Buy Infosys Ltd For Target Rs.1,641 - ICICI Securities
Headwinds largely priced in, most attractive risk- reward in IT space
Infosys’ (INFY) Q1FY24 result is likely to be weak and that is largely known to the street. We believe INFY’s FY24 revenue guidance of 4-7% YoY CC is healthy because CQGR of 2.3-2.9% implied by mid to high end of the guidance is higher than INFY’s pre-covid CQGR of 2.2%. It is also higher than the CQGR implied by the guidance of larger peers like Accenture (ACN), Capgemini (CAP) and TCS (refer Table 1). Barring the guidance miss in Q4FY23, Infosys has a good track record of upgrading or retaining the guidance over the course of the year and delivering near higher end of the guidance during Salil Parekh’s tenure.
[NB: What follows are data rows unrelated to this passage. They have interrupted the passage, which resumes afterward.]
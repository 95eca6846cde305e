//! Semantic peek — the cheap probe over the archive.
//!
//! A peek embeds the query, pulls the top-k nearest turns for the configured
//! provider/model pair, builds a time histogram over the *entire* candidate
//! set, and returns snippet previews for only the top-n candidates. It never
//! mutates anything and is deterministic for a fixed query against unchanged
//! data.

use crate::histogram::build_histogram;
use chrono::{DateTime, Utc};
use hindsight_config::RetrievalConfig;
use hindsight_core::{
    ConversationId, EmbeddingGateway, Error, Histogram, NeighborHit, PeekResult, Result, StoreError,
    TurnCandidate, TurnFilter, VectorStore,
};
use serde::Deserialize;
use std::cmp::Ordering;
use std::sync::Arc;
use tracing::debug;

/// Caller-supplied peek parameters. Unset knobs fall back to configured
/// defaults; out-of-range knobs are clamped, not rejected.
#[derive(Debug, Clone, Default, Deserialize)]
pub struct PeekParams {
    pub query: String,

    /// Candidate-set size (histogram population).
    #[serde(default)]
    pub top_k: Option<usize>,

    /// How many candidates to return as snippet previews.
    #[serde(default)]
    pub top_n_snippets: Option<usize>,

    /// Histogram bucket width in days.
    #[serde(default)]
    pub bin_days: Option<u32>,

    /// Inclusive lower bound on turn time.
    #[serde(default)]
    pub start_time: Option<DateTime<Utc>>,

    /// Inclusive upper bound on turn time.
    #[serde(default)]
    pub end_time: Option<DateTime<Utc>>,

    /// Restrict the search to one archived conversation.
    #[serde(default)]
    pub conversation_id: Option<ConversationId>,
}

impl PeekParams {
    pub fn new(query: impl Into<String>) -> Self {
        Self {
            query: query.into(),
            ..Default::default()
        }
    }
}

/// The peek engine: embedding gateway + vector store + retrieval knobs.
pub struct PeekEngine {
    embeddings: Arc<dyn EmbeddingGateway>,
    store: Arc<dyn VectorStore>,
    config: RetrievalConfig,
}

impl PeekEngine {
    pub fn new(
        embeddings: Arc<dyn EmbeddingGateway>,
        store: Arc<dyn VectorStore>,
        config: RetrievalConfig,
    ) -> Self {
        Self {
            embeddings,
            store,
            config,
        }
    }

    /// Run one peek. Fails on an empty query or an inverted time range;
    /// every other out-of-range knob is clamped.
    pub async fn peek(&self, params: &PeekParams) -> Result<PeekResult> {
        let query = params.query.trim();
        if query.is_empty() {
            return Err(Error::InvalidArgument("query must not be empty".into()));
        }
        if let (Some(start), Some(end)) = (params.start_time, params.end_time) {
            if start > end {
                return Err(Error::InvalidArgument(
                    "start_time must not be after end_time".into(),
                ));
            }
        }

        let top_k = params
            .top_k
            .unwrap_or(self.config.default_top_k)
            .clamp(1, self.config.max_top_k);
        let top_n = params
            .top_n_snippets
            .unwrap_or(self.config.default_top_n_snippets)
            .clamp(1, self.config.max_top_n_snippets)
            .min(top_k);
        let bin_days = params
            .bin_days
            .unwrap_or(self.config.default_bin_days)
            .clamp(1, self.config.max_bin_days);

        let embedding = self.embeddings.embed(query).await?;
        let expected = self.embeddings.dimension();
        if embedding.len() != expected {
            return Err(StoreError::DimensionMismatch {
                expected,
                got: embedding.len(),
            }
            .into());
        }

        let filter = TurnFilter {
            start_time: params.start_time,
            end_time: params.end_time,
            conversation_id: params.conversation_id,
        };
        let mut hits = self
            .store
            .nearest(
                &embedding,
                self.embeddings.provider(),
                self.embeddings.model(),
                top_k,
                &filter,
            )
            .await?;

        if hits.is_empty() {
            return Ok(PeekResult {
                histogram: Histogram::empty(bin_days),
                matches: Vec::new(),
            });
        }

        // Rank the full candidate set: score descending, then more recent
        // first (untimestamped last), then turn id for a total order.
        hits.sort_by(|a, b| {
            score(a.distance)
                .partial_cmp(&score(b.distance))
                .unwrap_or(Ordering::Equal)
                .reverse()
                .then_with(|| match (a.create_time, b.create_time) {
                    (Some(x), Some(y)) => y.cmp(&x),
                    (Some(_), None) => Ordering::Less,
                    (None, Some(_)) => Ordering::Greater,
                    (None, None) => Ordering::Equal,
                })
                .then_with(|| a.turn_id.cmp(&b.turn_id))
        });

        let histogram = build_histogram(hits.iter().map(|h| h.create_time), hits.len(), bin_days);

        let matches = hits
            .iter()
            .take(top_n)
            .map(|h| self.candidate(h))
            .collect::<Vec<_>>();

        debug!(
            candidates = hits.len(),
            snippets = matches.len(),
            top_k,
            bin_days,
            "peek complete"
        );

        Ok(PeekResult { histogram, matches })
    }

    fn candidate(&self, hit: &NeighborHit) -> TurnCandidate {
        let max = self.config.snippet_max_chars;
        let assistant_source = if hit.used_summary {
            hit.assistant_summary.as_deref().or(hit.assistant_text.as_deref())
        } else {
            hit.assistant_text.as_deref()
        };
        TurnCandidate {
            turn_id: hit.turn_id,
            score: score(hit.distance),
            distance: hit.distance,
            user_message_id: hit.user_message_id,
            assistant_message_id: hit.assistant_message_id,
            conversation_id: hit.conversation_id,
            create_time: hit.create_time,
            user_snippet: snippet(hit.user_text.as_deref().unwrap_or_default(), max),
            assistant_snippet: assistant_source.map(|t| snippet(t, max)),
        }
    }
}

/// Similarity score derived from raw distance. Monotone decreasing in
/// distance and bounded to (0, 1] for non-negative distances.
pub fn score(distance: f32) -> f32 {
    1.0 / (1.0 + distance)
}

fn snippet(text: &str, max_chars: usize) -> String {
    if text.chars().count() <= max_chars {
        text.to_string()
    } else {
        text.chars().take(max_chars).collect()
    }
}

#[cfg(test)]
mod tests {
    use super::*;
    use async_trait::async_trait;
    use chrono::TimeZone;
    use hindsight_core::{GatewayError, MessageId, TurnId, TurnRecord};

    const DIM: usize = 4;

    struct FixedEmbedder {
        vector: Vec<f32>,
    }

    #[async_trait]
    impl EmbeddingGateway for FixedEmbedder {
        fn provider(&self) -> &str {
            "hindsight"
        }
        fn model(&self) -> &str {
            "test-embed"
        }
        fn dimension(&self) -> usize {
            DIM
        }
        async fn embed(&self, _text: &str) -> std::result::Result<Vec<f32>, GatewayError> {
            Ok(self.vector.clone())
        }
    }

    struct FixedStore {
        hits: Vec<NeighborHit>,
    }

    #[async_trait]
    impl VectorStore for FixedStore {
        fn name(&self) -> &str {
            "fixed"
        }
        async fn nearest(
            &self,
            _embedding: &[f32],
            _provider: &str,
            _model: &str,
            top_k: usize,
            _filter: &TurnFilter,
        ) -> std::result::Result<Vec<NeighborHit>, StoreError> {
            Ok(self.hits.iter().take(top_k).cloned().collect())
        }
        async fn fetch_turn(
            &self,
            _turn_id: TurnId,
        ) -> std::result::Result<Option<TurnRecord>, StoreError> {
            Ok(None)
        }
    }

    fn hit(distance: f32, day: u32, user_text: &str) -> NeighborHit {
        NeighborHit {
            turn_id: TurnId::new(),
            user_message_id: MessageId::new(),
            assistant_message_id: None,
            used_summary: false,
            conversation_id: ConversationId::new(),
            create_time: Some(Utc.with_ymd_and_hms(2024, 3, day, 12, 0, 0).unwrap()),
            user_text: Some(user_text.into()),
            assistant_text: Some("a reply".into()),
            assistant_summary: None,
            distance,
        }
    }

    fn engine(hits: Vec<NeighborHit>) -> PeekEngine {
        PeekEngine::new(
            Arc::new(FixedEmbedder {
                vector: vec![0.0; DIM],
            }),
            Arc::new(FixedStore { hits }),
            RetrievalConfig::default(),
        )
    }

    #[tokio::test]
    async fn empty_query_rejected() {
        let e = engine(vec![]);
        let err = e.peek(&PeekParams::new("   ")).await.unwrap_err();
        assert!(matches!(err, Error::InvalidArgument(_)));
    }

    #[tokio::test]
    async fn inverted_time_range_rejected() {
        let e = engine(vec![]);
        let mut p = PeekParams::new("query");
        p.start_time = Some(Utc.with_ymd_and_hms(2024, 5, 1, 0, 0, 0).unwrap());
        p.end_time = Some(Utc.with_ymd_and_hms(2024, 4, 1, 0, 0, 0).unwrap());
        let err = e.peek(&p).await.unwrap_err();
        assert!(matches!(err, Error::InvalidArgument(_)));
    }

    #[tokio::test]
    async fn zero_candidates_is_empty_not_error() {
        let e = engine(vec![]);
        let result = e.peek(&PeekParams::new("anything")).await.unwrap();
        assert_eq!(result.histogram.total, 0);
        assert!(result.matches.is_empty());
    }

    #[tokio::test]
    async fn histogram_covers_full_set_snippets_only_top_n() {
        let hits: Vec<_> = (1..=15).map(|d| hit(d as f32 * 0.1, d, "text")).collect();
        let e = engine(hits);
        let mut p = PeekParams::new("query");
        p.top_n_snippets = Some(5);
        let result = e.peek(&p).await.unwrap();
        assert_eq!(result.histogram.total, 15);
        assert_eq!(result.matches.len(), 5);
    }

    #[tokio::test]
    async fn small_archive_counts_every_candidate() {
        let e = engine(vec![hit(0.3, 3, "schema v1"), hit(0.6, 12, "schema v2")]);
        let mut p = PeekParams::new("schema");
        p.top_k = Some(5);
        let result = e.peek(&p).await.unwrap();
        assert_eq!(result.histogram.total, 2);
        assert_eq!(
            result.histogram.buckets.iter().map(|b| b.count).sum::<usize>(),
            2
        );
        assert_eq!(result.matches.len(), 2);
    }

    #[tokio::test]
    async fn scores_decrease_with_distance() {
        let e = engine(vec![hit(0.5, 1, "far"), hit(0.1, 2, "near")]);
        let result = e.peek(&PeekParams::new("query")).await.unwrap();
        assert_eq!(result.matches[0].user_snippet, "near");
        assert!(result.matches[0].score > result.matches[1].score);
        assert!((result.matches[0].score - 1.0 / 1.1).abs() < 1e-6);
    }

    #[tokio::test]
    async fn equal_scores_break_toward_recency() {
        let older = hit(0.2, 1, "older");
        let newer = hit(0.2, 20, "newer");
        let e = engine(vec![older, newer]);
        let result = e.peek(&PeekParams::new("query")).await.unwrap();
        assert_eq!(result.matches[0].user_snippet, "newer");
    }

    #[tokio::test]
    async fn snippets_are_bounded() {
        let long = "x".repeat(2_000);
        let e = engine(vec![hit(0.1, 1, &long)]);
        let result = e.peek(&PeekParams::new("query")).await.unwrap();
        let cfg = RetrievalConfig::default();
        assert_eq!(
            result.matches[0].user_snippet.chars().count(),
            cfg.snippet_max_chars
        );
    }

    #[tokio::test]
    async fn summary_preferred_for_assistant_snippet() {
        let mut h = hit(0.1, 1, "q");
        h.used_summary = true;
        h.assistant_summary = Some("the summary".into());
        h.assistant_text = Some("the raw text".into());
        let e = engine(vec![h]);
        let result = e.peek(&PeekParams::new("query")).await.unwrap();
        assert_eq!(result.matches[0].assistant_snippet.as_deref(), Some("the summary"));
    }

    #[tokio::test]
    async fn top_k_is_clamped() {
        let hits: Vec<_> = (1..=5).map(|d| hit(d as f32 * 0.1, d, "t")).collect();
        let e = engine(hits);
        let mut p = PeekParams::new("query");
        p.top_k = Some(1_000_000);
        // Clamp happens before the store call; the store honors what it gets.
        let result = e.peek(&p).await.unwrap();
        assert_eq!(result.histogram.total, 5);
    }

    #[tokio::test]
    async fn dimension_mismatch_is_surfaced() {
        let e = PeekEngine::new(
            Arc::new(FixedEmbedder {
                vector: vec![0.0; DIM + 1],
            }),
            Arc::new(FixedStore { hits: vec![] }),
            RetrievalConfig::default(),
        );
        let err = e.peek(&PeekParams::new("query")).await.unwrap_err();
        assert!(matches!(
            err,
            Error::Store(StoreError::DimensionMismatch { .. })
        ));
    }
}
We believe this credible performance is likely to continue.
INFY has strong digital capabilities around SaaS and hyperscalars (refer Table 5) and is best placed to benefit from the revival in demand for digital technologies over FY25-26E. Demand is healthy for most SaaS players as they have either retained or slightly upgraded their CY23/FY24 guidance during Q4FY23 results (refer Table 6). Additionally, CQGR implied by the guidance of these SaaS players points towards pick-up in growth in H2FY24/H2CY23. Similarly, consensus expects hyperscalar revenue growth to revive in CY24 and CY25 post dip in CY23 (refer Table 7). This is positive for IT services companies like Infosys, which derives ~62% of its revenue from digital services.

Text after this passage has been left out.